А потом настал день венчания, утонул в их бокалах с вином, и вещи утратили свои цвета и начали выстраиваться вокруг них в один ряд. В ожидании гостей на скромное свадебное торжество Исайло Сук заканчивал копию «Свадьбы в Кане» и наслаждался, представляя себе своих гостей персонажами фрески. Однако для одного гостя места среди образов XV века никак не находилось. Это был брат невесты. Этого рыжего юношу, про которого поговаривали, что он немного рыжеват и изнутри и бороду носит назло, как знамя, Исайло Сук тщетно искал среди гостей «Свадьбы в Кане» и наконец, махнув рукой, решил, что у невесты с фрески брата на свадебном обеде вообще не было. Они славно повеселились, оказалось, что брат и сестра умеют петь тихо, как из чужого дня, голосом, который не был похож на них, а Исайло Сук и Одола разрезали палец и капнули в один бокал с вином по капле крови, чтобы она смешалась, как на фреске, и потом выпили бокал вдвоем и выбросили его в окно, которое Одола на следующее утро украсила первыми цветами, посаженными в ящик с проваренной землей. Одола принесла в мансарду над аптекой кичку, которая доставала до паутины, запах новой обуви и свои быстрые пальцы, на которых любила сидеть. В новом жилище она то и дело с непривычки стукалась локтями, но, начав хозяйничать, уже, подобно воде, не останавливалась. Приводя в порядок книги, разбросанные по мансарде, она находила в них предметы, забытые там в дни, странные и чужие для нее. Из книг она выложила на поднос кучу самых необычных вещей, оставленных в них как залог, к которым неизвестные ей читатели никогда больше не вернулись: ножнички для стрижки усов, раздавленные сигареты, кусочки лимона, кисти для рисования, лорнет.

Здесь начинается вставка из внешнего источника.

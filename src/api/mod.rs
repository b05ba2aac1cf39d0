//! HTTP surface: route table, middleware stack, server loop.

use anyhow::Result;
use axum::{Extension, Router, http::HeaderValue, http::header, routing::any};
use std::net::SocketAddr;
use std::sync::Arc;
use tokio::net::TcpListener;
use tower::ServiceBuilder;
use tower_http::{
    request_id::{PropagateRequestIdLayer, SetRequestIdLayer},
    set_header::SetResponseHeaderLayer,
    trace::TraceLayer,
};
use tracing::{error, info};

pub mod handlers;
pub mod middleware;
pub mod pages;
pub mod state;

pub use state::App;

use middleware::PrefixedRequestId;

#[allow(clippy::doc_markdown, clippy::needless_raw_string_hashes)]
pub mod built_info {
    include!(concat!(env!("OUT_DIR"), "/built.rs"));
}

pub const GIT_COMMIT_HASH: &str = match built_info::GIT_COMMIT_HASH {
    Some(hash) => hash,
    None => "unknown",
};

/// Assemble the route table and the middleware stack around it.
///
/// Routes register with `any` so the per-handler method gate sees every
/// verb and can answer `OPTIONS`/405 with an accurate `Allow` header.
#[must_use]
pub fn router(app: Arc<App>, request_id: PrefixedRequestId) -> Router {
    Router::new()
        .route("/", any(handlers::home::home))
        .route("/health", any(handlers::health::health))
        .route("/login", any(handlers::login::login))
        .route("/logout", any(handlers::login::logout))
        .route("/register", any(handlers::register::register))
        .route("/confirm", any(handlers::confirm::confirm))
        .route("/confirm_request", any(handlers::confirm::confirm_request))
        .route(
            "/confirm_request_sent",
            any(handlers::confirm::confirm_request_sent),
        )
        .route("/confirmed", any(handlers::confirm::confirmed))
        .route("/forgot", any(handlers::reset::forgot))
        .route("/forgot_sent", any(handlers::reset::forgot_sent))
        .route("/reset", any(handlers::reset::reset))
        .route("/user", any(handlers::account::user))
        .route("/users", any(handlers::account::users))
        .route("/events", any(handlers::account::events))
        .layer(
            ServiceBuilder::new()
                .layer(SetRequestIdLayer::x_request_id(request_id))
                .layer(PropagateRequestIdLayer::x_request_id())
                .layer(
                    TraceLayer::new_for_http()
                        .make_span_with(middleware::make_span)
                        .on_response(middleware::on_response),
                )
                .layer(SetResponseHeaderLayer::overriding(
                    header::CONTENT_SECURITY_POLICY,
                    HeaderValue::from_static(middleware::CONTENT_SECURITY_POLICY),
                ))
                .layer(SetResponseHeaderLayer::overriding(
                    header::X_CONTENT_TYPE_OPTIONS,
                    HeaderValue::from_static(middleware::X_CONTENT_TYPE_OPTIONS),
                ))
                .layer(SetResponseHeaderLayer::overriding(
                    header::X_FRAME_OPTIONS,
                    HeaderValue::from_static(middleware::X_FRAME_OPTIONS),
                ))
                .layer(SetResponseHeaderLayer::overriding(
                    header::X_XSS_PROTECTION,
                    HeaderValue::from_static(middleware::X_XSS_PROTECTION),
                ))
                .layer(Extension(app)),
        )
}

/// Start the server
/// # Errors
/// Return error if failed to start the server
pub async fn serve(port: u16, app: Arc<App>) -> Result<()> {
    let router = router(app, PrefixedRequestId::new());

    let listener = TcpListener::bind(format!("::0:{port}")).await?;

    info!("Listening on [::]:{}", port);

    axum::serve(
        listener,
        router.into_make_service_with_connect_info::<SocketAddr>(),
    )
    .with_graceful_shutdown(shutdown_signal())
    .await?;

    Ok(())
}

async fn shutdown_signal() {
    let ctrl_c = async {
        if let Err(err) = tokio::signal::ctrl_c().await {
            error!("Failed to install interrupt handler: {err}");
            std::future::pending::<()>().await;
        }
    };

    #[cfg(unix)]
    let terminate = async {
        use tokio::signal::unix::{SignalKind, signal};
        match signal(SignalKind::terminate()) {
            Ok(mut stream) => {
                stream.recv().await;
            }
            Err(err) => {
                error!("Failed to install terminate handler: {err}");
                std::future::pending::<()>().await;
            }
        }
    };

    #[cfg(not(unix))]
    let terminate = std::future::pending::<()>();

    tokio::select! {
        () = ctrl_c => {},
        () = terminate => {},
    }

    info!("Gracefully shutdown");
}
use std::sync::Arc;

use axum::{
    Extension,
    http::{HeaderMap, Method, StatusCode},
    response::Response,
};

use crate::api::state::App;

use super::{bind_session, enforce_methods, html_page, with_session_cookies};

/// Landing page. Renders for everyone; a bound session only changes
/// the links on offer.
pub async fn home(
    method: Method,
    headers: HeaderMap,
    Extension(app): Extension<Arc<App>>,
) -> Response {
    if let Some(response) = enforce_methods(&[Method::GET], &method) {
        return response;
    }

    let session = match bind_session(&app, &headers).await {
        Ok(session) => session,
        Err(response) => return response,
    };

    with_session_cookies(
        html_page(StatusCode::OK, app.pages().home(session.user.as_ref())),
        &session,
    )
}

#[cfg(test)]
mod tests {
    use super::*;
    use crate::config::Config;
    use crate::mail::LogMailer;
    use crate::store::Store;
    use axum::http::header::ALLOW;
    use sqlx::postgres::PgPoolOptions;

    fn app() -> Arc<App> {
        let settings = serde_json::from_str::<Config>(
            r#"{
                "App": { "Name": "entrata" },
                "Auth": { "BaseURL": "https://accounts.example.com", "LoginExpires": "24h" },
                "SQL": { "DriverName": "postgres", "DataSourceName": "postgres://localhost/entrata" },
                "SMTP": { "Host": "smtp.example.com", "Port": 587, "User": "no-reply@example.com", "Password": "secret" }
            }"#,
        )
        .expect("valid config JSON")
        .validate()
        .expect("valid settings");
        let pool = PgPoolOptions::new()
            .connect_lazy("postgres://localhost/entrata")
            .expect("lazy pool");
        Arc::new(
            App::builder()
                .settings(settings)
                .store(Store::from_pool(pool))
                .mailer(Arc::new(LogMailer))
                .build()
                .expect("app state"),
        )
    }

    #[tokio::test]
    async fn home_renders_for_anonymous_visitors() {
        let response = home(Method::GET, HeaderMap::new(), Extension(app())).await;
        assert_eq!(response.status(), StatusCode::OK);
    }

    #[tokio::test]
    async fn home_is_get_only() {
        let response = home(Method::POST, HeaderMap::new(), Extension(app())).await;
        assert_eq!(response.status(), StatusCode::METHOD_NOT_ALLOWED);
        assert_eq!(response.headers()[ALLOW], "GET, OPTIONS");
    }
}
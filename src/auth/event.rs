//! Audit events: a closed set of names, written best-effort.

use anyhow::{Context, Result, anyhow};
use tracing::error;

use crate::store::{EventRecord, Store};

/// Every event the system records. The wire names are the `name` column
/// values; the closed enum keeps them inside the column's 10-character
/// limit by construction.
#[derive(Debug, Clone, Copy, PartialEq, Eq)]
pub enum EventName {
    Login,
    Logout,
    Register,
    SaveToken,
    ResetPass,
    Confirmed,
}

impl EventName {
    #[must_use]
    pub const fn as_str(self) -> &'static str {
        match self {
            Self::Login => "login",
            Self::Logout => "logout",
            Self::Register => "register",
            Self::SaveToken => "save_token",
            Self::ResetPass => "reset_pass",
            Self::Confirmed => "confirmed",
        }
    }
}

#[derive(Clone, Debug)]
pub struct Events {
    store: Store,
}

impl Events {
    #[must_use]
    pub fn new(store: Store) -> Self {
        Self { store }
    }

    /// Append one event row.
    ///
    /// # Errors
    /// Returns an error when the insert fails or affects an unexpected
    /// number of rows (an over-long username, for instance, surfaces here
    /// as the store's length error).
    pub async fn write(
        &self,
        name: EventName,
        succeeded: bool,
        username: &str,
        message: &str,
    ) -> Result<()> {
        let affected = self
            .store
            .insert_event(name.as_str(), succeeded, username, message)
            .await
            .context("failed to insert event")?;
        if affected != 1 {
            return Err(anyhow!(
                "event insert affected {affected} rows, expected 1"
            ));
        }
        Ok(())
    }

    /// Best-effort write: audit must never block the primary flow, so
    /// failures are logged and swallowed.
    pub async fn record(&self, name: EventName, succeeded: bool, username: &str, message: &str) {
        if let Err(err) = self.write(name, succeeded, username, message).await {
            error!("Failed to record {} event: {err}", name.as_str());
        }
    }

    /// All events, most recent first.
    ///
    /// # Errors
    /// Returns an error when the query fails.
    pub async fn list(&self) -> Result<Vec<EventRecord>> {
        self.store.list_events().await.context("failed to list events")
    }
}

Так началась их совместная жизнь, в которой невеста приспосабливалась к мужу, а в свободное время по эскизам с фресок делала из глины маленькие фигурки святых – копии, перенесенные из живописной техники в скульптурную. Это ей неплохо удавалось, и она со смехом продавала маленькие «еретические» фигурки, которые, как она говорила, перешагнули своей техникой, запрещенной в восточном христианстве, из православия в католицизм, где, как известно, церковь допускает скульптурное изображение святых. Так православные святые контрабандой попадали на католическую почву. Иногда по вечерам они сидели, увлеченные каждый своим делом, в мансарде, и Исайло Сук размышлял, глядя на свои вымазанные красками руки, связанные кистью с полотном: нет ли ошибки в том, что он старается так верно воспроизвести все детали своего эскиза на полотне? Не лучше ли и для его картины и для его жены Одолы, если он будет им менее верен, если он хоть иногда им изменит?..
Время шло, началась война 1941 года, и Одола поняла, что вообще не вышла бы замуж, если бы не решилась выйти за Исайло Сука. Между тем, с войны, из весеннего снега не вернулись в Белград многие их знакомые, в том числе и брат Одолы. Белград был оккупирован, Одола ужасно переживала, но продолжала работать, и только по меняющемуся цвету ее волос было видно, что она постоянно не высыпается и очень устала. Ее уши и пальцы заметно похудели. Она делала и продавала коврики, на которых были вытканы планы фундаментов старых сербских монастырей, найденные ею среди рисунков мужа.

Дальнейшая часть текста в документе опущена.